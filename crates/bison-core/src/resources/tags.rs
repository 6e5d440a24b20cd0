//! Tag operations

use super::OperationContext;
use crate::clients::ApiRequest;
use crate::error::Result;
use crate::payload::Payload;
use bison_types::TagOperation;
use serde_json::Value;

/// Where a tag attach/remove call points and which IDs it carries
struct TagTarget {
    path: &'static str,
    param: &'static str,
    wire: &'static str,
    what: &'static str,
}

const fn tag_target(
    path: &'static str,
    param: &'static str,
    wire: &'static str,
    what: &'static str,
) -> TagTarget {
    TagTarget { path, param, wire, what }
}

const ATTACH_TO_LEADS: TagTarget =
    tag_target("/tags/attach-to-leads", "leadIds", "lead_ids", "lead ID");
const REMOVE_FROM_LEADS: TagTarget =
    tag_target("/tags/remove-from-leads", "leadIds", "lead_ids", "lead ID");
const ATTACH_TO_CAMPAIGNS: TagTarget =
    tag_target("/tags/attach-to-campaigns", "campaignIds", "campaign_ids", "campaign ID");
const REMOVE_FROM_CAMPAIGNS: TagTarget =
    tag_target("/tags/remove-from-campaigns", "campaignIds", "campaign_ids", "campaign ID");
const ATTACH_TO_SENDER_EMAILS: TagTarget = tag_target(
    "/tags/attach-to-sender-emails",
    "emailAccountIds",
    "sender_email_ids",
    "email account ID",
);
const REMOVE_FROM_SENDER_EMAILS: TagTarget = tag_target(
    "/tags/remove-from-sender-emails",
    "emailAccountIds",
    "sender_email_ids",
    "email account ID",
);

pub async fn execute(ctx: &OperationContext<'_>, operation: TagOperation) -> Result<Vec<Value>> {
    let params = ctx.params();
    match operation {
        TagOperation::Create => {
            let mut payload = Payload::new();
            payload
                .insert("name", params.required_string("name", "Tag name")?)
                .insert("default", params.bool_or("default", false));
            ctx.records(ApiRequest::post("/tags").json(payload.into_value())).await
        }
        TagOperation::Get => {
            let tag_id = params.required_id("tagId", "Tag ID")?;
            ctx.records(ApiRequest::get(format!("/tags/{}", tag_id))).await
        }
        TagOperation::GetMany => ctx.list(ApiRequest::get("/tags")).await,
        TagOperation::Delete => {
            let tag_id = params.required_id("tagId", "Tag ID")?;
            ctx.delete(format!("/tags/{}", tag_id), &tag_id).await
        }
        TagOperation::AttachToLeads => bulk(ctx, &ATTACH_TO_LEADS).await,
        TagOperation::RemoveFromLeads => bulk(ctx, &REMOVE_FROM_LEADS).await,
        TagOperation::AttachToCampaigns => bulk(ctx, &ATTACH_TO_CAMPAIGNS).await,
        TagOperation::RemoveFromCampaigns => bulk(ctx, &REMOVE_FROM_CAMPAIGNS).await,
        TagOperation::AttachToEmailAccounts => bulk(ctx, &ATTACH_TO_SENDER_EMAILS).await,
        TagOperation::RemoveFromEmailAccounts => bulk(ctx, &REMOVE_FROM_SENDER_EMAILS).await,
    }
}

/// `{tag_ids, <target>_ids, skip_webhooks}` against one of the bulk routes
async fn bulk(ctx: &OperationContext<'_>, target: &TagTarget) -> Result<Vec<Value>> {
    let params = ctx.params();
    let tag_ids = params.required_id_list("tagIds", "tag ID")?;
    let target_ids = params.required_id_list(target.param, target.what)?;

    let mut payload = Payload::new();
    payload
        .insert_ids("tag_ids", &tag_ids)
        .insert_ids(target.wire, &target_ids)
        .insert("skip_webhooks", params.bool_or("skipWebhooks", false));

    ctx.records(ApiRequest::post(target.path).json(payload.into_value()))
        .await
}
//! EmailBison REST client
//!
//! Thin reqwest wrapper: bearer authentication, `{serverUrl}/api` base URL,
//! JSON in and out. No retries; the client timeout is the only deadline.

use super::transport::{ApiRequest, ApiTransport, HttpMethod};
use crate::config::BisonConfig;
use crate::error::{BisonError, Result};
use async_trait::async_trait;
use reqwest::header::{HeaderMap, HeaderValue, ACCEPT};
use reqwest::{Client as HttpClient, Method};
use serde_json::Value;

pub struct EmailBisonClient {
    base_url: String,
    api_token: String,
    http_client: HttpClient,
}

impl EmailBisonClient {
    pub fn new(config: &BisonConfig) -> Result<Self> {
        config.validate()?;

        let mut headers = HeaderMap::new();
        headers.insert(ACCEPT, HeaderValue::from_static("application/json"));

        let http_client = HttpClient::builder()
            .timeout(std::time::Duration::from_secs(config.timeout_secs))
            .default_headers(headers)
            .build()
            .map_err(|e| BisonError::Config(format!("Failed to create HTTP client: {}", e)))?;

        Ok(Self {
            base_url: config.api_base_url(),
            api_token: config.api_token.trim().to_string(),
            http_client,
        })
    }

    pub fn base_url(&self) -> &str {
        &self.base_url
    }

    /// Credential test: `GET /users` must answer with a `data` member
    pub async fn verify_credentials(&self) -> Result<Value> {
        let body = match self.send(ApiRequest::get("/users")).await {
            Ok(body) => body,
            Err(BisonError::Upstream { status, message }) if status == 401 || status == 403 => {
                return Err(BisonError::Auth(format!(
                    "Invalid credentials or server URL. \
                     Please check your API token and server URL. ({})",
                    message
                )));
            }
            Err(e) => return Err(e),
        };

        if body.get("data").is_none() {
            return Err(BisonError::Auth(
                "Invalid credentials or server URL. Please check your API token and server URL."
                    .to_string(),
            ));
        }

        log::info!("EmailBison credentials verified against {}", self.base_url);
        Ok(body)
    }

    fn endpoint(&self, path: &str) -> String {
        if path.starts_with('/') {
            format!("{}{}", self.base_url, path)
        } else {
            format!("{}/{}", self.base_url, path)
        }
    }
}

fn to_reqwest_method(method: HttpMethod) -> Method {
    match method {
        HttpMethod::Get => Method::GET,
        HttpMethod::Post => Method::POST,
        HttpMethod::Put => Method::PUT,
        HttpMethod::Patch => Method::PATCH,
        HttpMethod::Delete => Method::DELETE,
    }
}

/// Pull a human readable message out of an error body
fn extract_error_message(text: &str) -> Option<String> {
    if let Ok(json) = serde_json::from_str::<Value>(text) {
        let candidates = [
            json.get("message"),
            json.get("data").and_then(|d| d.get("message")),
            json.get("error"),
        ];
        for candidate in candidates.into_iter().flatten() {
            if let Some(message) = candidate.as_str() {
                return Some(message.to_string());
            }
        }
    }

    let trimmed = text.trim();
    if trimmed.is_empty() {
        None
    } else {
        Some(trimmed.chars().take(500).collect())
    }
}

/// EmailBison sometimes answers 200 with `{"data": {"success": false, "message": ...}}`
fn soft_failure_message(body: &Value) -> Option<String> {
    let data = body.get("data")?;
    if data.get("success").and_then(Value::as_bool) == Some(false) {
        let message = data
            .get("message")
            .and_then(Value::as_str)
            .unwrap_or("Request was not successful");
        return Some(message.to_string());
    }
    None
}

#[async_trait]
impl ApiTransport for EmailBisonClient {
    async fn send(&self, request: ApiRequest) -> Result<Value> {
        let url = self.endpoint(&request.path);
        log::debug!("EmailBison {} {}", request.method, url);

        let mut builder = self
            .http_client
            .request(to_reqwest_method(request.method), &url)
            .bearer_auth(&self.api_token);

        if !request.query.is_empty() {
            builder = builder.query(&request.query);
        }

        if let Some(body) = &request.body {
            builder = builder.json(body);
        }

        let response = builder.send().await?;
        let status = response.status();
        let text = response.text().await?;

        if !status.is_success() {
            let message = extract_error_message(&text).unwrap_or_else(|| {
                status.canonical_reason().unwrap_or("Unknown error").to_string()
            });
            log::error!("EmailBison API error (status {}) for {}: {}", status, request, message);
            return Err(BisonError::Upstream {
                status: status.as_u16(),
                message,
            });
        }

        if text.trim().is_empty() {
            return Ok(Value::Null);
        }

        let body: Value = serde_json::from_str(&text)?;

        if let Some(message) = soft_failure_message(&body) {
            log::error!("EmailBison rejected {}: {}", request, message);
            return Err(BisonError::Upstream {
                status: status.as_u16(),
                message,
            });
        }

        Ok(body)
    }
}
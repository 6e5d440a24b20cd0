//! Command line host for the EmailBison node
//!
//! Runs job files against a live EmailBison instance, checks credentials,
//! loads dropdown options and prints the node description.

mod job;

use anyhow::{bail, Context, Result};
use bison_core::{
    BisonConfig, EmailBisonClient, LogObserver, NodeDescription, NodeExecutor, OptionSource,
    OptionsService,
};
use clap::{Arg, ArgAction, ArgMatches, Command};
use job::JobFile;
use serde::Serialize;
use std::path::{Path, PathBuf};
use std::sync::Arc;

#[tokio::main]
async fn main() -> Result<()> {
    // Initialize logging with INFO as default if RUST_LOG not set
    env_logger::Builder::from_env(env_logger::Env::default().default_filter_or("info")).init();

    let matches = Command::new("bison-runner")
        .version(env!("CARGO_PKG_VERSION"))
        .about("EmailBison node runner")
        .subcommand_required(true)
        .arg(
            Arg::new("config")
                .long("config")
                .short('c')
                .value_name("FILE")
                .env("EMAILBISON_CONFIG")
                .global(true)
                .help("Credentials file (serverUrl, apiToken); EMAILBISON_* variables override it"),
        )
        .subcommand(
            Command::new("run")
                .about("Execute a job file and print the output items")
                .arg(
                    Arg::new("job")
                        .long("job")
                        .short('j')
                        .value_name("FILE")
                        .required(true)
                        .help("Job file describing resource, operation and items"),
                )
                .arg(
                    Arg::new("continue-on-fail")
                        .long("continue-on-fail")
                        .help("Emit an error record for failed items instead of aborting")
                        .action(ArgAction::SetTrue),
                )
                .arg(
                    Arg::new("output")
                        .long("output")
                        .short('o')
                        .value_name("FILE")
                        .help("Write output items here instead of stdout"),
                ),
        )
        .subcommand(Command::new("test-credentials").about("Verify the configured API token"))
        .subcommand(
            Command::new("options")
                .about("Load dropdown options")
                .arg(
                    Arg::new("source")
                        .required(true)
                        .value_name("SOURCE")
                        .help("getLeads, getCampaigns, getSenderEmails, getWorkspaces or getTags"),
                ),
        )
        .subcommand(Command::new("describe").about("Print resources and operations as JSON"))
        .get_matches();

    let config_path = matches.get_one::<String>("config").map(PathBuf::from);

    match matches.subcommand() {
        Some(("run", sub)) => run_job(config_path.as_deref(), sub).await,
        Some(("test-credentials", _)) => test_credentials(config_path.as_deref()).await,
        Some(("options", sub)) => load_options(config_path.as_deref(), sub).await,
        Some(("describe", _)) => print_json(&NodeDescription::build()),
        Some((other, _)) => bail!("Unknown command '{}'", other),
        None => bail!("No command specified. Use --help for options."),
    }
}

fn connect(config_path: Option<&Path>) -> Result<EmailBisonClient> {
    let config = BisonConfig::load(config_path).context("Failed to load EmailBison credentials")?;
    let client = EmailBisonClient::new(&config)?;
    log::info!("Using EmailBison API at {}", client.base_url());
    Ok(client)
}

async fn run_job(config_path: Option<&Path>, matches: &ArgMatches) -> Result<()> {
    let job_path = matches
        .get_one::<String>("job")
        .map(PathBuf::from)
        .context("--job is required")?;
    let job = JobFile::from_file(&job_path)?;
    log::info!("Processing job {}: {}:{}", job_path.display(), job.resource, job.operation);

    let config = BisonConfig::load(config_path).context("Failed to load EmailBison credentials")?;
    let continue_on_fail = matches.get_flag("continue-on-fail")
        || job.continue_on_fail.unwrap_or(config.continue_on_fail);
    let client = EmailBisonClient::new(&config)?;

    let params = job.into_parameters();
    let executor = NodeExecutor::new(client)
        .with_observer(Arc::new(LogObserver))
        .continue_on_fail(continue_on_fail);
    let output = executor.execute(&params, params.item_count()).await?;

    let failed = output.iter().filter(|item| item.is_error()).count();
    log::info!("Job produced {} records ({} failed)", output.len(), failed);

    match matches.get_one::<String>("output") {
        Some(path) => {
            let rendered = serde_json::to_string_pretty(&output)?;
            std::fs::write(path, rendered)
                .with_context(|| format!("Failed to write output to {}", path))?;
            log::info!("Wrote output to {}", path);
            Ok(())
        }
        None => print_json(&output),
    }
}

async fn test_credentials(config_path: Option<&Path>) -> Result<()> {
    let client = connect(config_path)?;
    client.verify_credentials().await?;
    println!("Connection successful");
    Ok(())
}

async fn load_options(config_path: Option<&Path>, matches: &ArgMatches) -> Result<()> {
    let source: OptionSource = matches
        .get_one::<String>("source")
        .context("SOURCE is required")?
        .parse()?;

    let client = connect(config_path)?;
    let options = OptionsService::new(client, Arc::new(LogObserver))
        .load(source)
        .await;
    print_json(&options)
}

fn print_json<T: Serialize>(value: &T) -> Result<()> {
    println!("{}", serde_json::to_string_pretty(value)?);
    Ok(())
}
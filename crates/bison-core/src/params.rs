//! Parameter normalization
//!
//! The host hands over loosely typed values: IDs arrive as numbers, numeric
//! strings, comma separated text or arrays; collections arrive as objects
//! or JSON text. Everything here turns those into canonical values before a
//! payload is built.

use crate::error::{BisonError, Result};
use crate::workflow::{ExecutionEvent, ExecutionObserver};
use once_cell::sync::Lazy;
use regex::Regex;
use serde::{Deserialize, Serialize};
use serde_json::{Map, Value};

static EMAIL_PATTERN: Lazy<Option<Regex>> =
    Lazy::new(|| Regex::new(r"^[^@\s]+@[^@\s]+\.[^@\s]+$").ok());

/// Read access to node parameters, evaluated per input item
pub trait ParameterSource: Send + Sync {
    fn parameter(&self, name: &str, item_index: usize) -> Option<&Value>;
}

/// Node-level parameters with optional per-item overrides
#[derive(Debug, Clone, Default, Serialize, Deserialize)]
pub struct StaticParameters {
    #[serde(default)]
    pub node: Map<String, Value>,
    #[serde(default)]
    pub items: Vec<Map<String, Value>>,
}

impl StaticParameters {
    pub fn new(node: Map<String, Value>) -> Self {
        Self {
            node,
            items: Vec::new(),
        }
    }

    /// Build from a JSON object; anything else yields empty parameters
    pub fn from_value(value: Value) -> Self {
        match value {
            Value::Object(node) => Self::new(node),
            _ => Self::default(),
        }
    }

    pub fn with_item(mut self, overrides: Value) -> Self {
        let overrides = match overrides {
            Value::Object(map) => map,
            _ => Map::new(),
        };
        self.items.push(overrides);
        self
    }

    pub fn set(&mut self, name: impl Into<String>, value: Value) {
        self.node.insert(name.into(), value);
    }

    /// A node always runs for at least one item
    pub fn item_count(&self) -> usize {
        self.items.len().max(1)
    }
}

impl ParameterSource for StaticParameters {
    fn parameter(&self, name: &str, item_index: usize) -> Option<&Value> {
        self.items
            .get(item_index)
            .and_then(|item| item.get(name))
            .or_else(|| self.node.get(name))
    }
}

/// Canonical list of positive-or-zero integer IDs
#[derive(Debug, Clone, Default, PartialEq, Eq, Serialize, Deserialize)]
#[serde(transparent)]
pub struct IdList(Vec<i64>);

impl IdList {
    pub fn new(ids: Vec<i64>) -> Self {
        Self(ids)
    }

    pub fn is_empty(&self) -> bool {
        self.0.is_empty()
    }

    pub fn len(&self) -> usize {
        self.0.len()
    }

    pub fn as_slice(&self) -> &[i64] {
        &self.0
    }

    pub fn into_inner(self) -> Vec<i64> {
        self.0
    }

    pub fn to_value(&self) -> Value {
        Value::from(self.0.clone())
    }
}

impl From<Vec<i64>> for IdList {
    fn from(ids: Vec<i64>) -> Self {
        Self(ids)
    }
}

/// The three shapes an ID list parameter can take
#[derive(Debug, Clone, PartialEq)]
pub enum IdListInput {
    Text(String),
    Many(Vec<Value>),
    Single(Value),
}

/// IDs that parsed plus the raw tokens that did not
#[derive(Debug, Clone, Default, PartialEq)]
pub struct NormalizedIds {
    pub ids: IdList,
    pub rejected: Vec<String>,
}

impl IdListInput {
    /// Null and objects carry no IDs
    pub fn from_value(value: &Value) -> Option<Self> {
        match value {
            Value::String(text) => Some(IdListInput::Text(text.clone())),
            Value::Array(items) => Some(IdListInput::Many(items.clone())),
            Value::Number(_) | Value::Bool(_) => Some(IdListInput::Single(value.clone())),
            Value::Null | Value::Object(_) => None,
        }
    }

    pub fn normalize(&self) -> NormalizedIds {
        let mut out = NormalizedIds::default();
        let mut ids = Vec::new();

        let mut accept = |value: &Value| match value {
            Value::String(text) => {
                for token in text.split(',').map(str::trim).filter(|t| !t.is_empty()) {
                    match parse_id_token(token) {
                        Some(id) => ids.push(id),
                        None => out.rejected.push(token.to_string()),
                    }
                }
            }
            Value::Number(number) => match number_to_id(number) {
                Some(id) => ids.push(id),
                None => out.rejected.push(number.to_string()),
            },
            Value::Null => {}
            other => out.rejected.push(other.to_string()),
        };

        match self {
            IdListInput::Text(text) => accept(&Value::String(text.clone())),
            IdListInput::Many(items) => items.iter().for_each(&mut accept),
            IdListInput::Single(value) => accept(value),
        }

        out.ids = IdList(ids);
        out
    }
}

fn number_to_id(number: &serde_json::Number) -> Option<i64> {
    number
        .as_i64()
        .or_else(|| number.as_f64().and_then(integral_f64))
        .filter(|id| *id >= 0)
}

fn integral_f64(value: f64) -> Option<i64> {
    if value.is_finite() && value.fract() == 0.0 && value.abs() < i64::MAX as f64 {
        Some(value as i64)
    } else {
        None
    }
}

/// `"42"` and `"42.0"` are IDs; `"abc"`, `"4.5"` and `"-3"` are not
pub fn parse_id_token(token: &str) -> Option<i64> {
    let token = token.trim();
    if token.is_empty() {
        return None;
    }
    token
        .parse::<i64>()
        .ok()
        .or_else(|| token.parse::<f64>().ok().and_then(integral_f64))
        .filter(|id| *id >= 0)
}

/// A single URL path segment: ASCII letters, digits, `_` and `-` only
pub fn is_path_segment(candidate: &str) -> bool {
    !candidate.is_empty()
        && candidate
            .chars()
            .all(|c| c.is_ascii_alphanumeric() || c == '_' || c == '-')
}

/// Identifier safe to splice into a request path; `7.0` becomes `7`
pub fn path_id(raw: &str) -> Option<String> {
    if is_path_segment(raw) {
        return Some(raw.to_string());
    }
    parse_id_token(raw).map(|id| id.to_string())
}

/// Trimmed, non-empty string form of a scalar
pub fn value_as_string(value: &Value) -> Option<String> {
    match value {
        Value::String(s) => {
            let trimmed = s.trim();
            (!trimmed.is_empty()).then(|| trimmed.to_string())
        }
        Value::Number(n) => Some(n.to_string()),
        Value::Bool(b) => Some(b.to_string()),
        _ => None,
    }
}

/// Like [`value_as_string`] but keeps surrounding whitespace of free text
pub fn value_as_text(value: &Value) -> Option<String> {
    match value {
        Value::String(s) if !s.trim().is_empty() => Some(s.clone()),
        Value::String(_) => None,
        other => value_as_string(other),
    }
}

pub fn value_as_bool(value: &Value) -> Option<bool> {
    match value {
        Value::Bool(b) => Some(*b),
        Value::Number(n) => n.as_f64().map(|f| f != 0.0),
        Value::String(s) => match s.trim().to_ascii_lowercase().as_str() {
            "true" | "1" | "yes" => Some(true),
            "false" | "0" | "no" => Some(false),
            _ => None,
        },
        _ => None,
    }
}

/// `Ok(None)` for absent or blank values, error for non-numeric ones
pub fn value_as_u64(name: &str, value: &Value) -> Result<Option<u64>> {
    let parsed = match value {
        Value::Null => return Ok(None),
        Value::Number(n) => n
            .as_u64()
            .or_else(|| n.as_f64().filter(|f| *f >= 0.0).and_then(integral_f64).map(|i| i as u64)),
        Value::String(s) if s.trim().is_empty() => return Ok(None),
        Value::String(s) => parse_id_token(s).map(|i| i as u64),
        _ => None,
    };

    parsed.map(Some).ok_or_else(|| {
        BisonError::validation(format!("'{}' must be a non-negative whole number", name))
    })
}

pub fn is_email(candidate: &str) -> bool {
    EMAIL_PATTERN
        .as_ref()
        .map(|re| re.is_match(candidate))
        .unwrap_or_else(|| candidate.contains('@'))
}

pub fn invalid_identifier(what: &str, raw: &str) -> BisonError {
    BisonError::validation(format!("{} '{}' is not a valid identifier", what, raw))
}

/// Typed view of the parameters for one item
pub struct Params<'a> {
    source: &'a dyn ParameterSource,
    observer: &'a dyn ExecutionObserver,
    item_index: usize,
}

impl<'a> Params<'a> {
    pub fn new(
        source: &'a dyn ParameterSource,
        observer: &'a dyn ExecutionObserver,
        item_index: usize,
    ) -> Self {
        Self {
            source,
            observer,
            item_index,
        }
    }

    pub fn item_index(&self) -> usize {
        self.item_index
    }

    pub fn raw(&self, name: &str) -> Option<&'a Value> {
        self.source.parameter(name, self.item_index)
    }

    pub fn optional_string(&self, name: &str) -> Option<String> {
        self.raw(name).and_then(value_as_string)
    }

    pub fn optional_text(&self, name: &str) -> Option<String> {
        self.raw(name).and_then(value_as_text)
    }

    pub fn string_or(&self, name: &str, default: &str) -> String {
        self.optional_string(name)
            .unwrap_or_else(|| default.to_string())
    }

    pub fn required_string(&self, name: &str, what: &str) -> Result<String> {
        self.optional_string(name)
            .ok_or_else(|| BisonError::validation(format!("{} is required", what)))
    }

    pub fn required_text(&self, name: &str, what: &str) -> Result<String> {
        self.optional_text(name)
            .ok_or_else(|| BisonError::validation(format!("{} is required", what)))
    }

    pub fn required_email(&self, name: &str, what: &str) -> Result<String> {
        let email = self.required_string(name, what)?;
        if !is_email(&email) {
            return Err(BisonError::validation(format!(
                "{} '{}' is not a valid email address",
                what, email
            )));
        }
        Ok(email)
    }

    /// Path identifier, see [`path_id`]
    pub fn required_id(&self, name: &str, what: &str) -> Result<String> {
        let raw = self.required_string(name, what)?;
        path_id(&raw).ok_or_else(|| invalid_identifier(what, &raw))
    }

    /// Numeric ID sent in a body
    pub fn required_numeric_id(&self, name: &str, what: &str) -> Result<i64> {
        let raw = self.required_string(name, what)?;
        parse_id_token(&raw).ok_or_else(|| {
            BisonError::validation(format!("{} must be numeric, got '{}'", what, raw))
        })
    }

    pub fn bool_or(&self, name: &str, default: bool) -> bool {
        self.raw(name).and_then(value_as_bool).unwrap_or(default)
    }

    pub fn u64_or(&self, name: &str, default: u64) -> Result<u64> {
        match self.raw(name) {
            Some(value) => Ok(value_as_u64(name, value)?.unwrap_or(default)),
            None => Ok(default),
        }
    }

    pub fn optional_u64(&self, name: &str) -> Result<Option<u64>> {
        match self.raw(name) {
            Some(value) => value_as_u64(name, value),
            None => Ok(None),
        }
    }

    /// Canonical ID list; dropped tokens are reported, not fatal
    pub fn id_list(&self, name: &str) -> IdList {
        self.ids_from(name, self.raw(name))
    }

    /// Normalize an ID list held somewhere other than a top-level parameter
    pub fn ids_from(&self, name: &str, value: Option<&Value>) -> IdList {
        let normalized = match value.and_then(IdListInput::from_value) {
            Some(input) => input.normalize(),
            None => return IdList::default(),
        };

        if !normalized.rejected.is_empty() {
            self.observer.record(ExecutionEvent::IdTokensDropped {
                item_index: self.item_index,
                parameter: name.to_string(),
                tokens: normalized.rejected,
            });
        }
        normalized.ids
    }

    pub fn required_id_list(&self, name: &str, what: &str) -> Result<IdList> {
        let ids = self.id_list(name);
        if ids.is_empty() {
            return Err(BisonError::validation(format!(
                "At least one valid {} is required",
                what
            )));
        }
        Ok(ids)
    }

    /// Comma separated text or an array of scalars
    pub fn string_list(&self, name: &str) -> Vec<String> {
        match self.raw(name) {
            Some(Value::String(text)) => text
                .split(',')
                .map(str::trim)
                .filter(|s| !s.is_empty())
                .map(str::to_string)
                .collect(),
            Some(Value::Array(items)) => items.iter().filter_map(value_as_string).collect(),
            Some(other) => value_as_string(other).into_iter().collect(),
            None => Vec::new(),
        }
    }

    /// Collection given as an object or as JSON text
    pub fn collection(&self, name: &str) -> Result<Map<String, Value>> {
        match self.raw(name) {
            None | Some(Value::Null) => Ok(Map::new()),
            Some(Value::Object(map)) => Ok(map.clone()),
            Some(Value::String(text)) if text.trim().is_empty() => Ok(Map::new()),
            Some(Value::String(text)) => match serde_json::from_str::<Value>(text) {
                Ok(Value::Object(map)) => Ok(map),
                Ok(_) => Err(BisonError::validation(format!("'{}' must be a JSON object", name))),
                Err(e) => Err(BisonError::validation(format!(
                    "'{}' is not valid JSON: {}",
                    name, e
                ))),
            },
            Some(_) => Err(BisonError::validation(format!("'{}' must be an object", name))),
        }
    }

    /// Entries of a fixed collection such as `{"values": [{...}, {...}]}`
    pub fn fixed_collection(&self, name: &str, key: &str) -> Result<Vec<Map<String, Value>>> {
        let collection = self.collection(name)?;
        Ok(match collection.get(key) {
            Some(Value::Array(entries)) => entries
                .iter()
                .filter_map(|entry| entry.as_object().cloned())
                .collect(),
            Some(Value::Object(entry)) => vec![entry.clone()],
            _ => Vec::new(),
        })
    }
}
· · · · ·
- **EXERCISE DIRECTIONS**: Go through the entries and return each line where the word "TagTarget" appears.

- **RESPONSE AREA**:
struct TagTarget {
) -> TagTarget {
    TagTarget { path, param, wire, what }
const ATTACH_TO_LEADS: TagTarget =
const REMOVE_FROM_LEADS: TagTarget =
const ATTACH_TO_CAMPAIGNS: TagTarget =
const REMOVE_FROM_CAMPAIGNS: TagTarget =
const ATTACH_TO_SENDER_EMAILS: TagTarget = tag_target(
const REMOVE_FROM_SENDER_EMAILS: TagTarget = tag_target(
async fn bulk(ctx: &OperationContext<'_>, target: &TagTarget) -> Result<Vec<Value>> {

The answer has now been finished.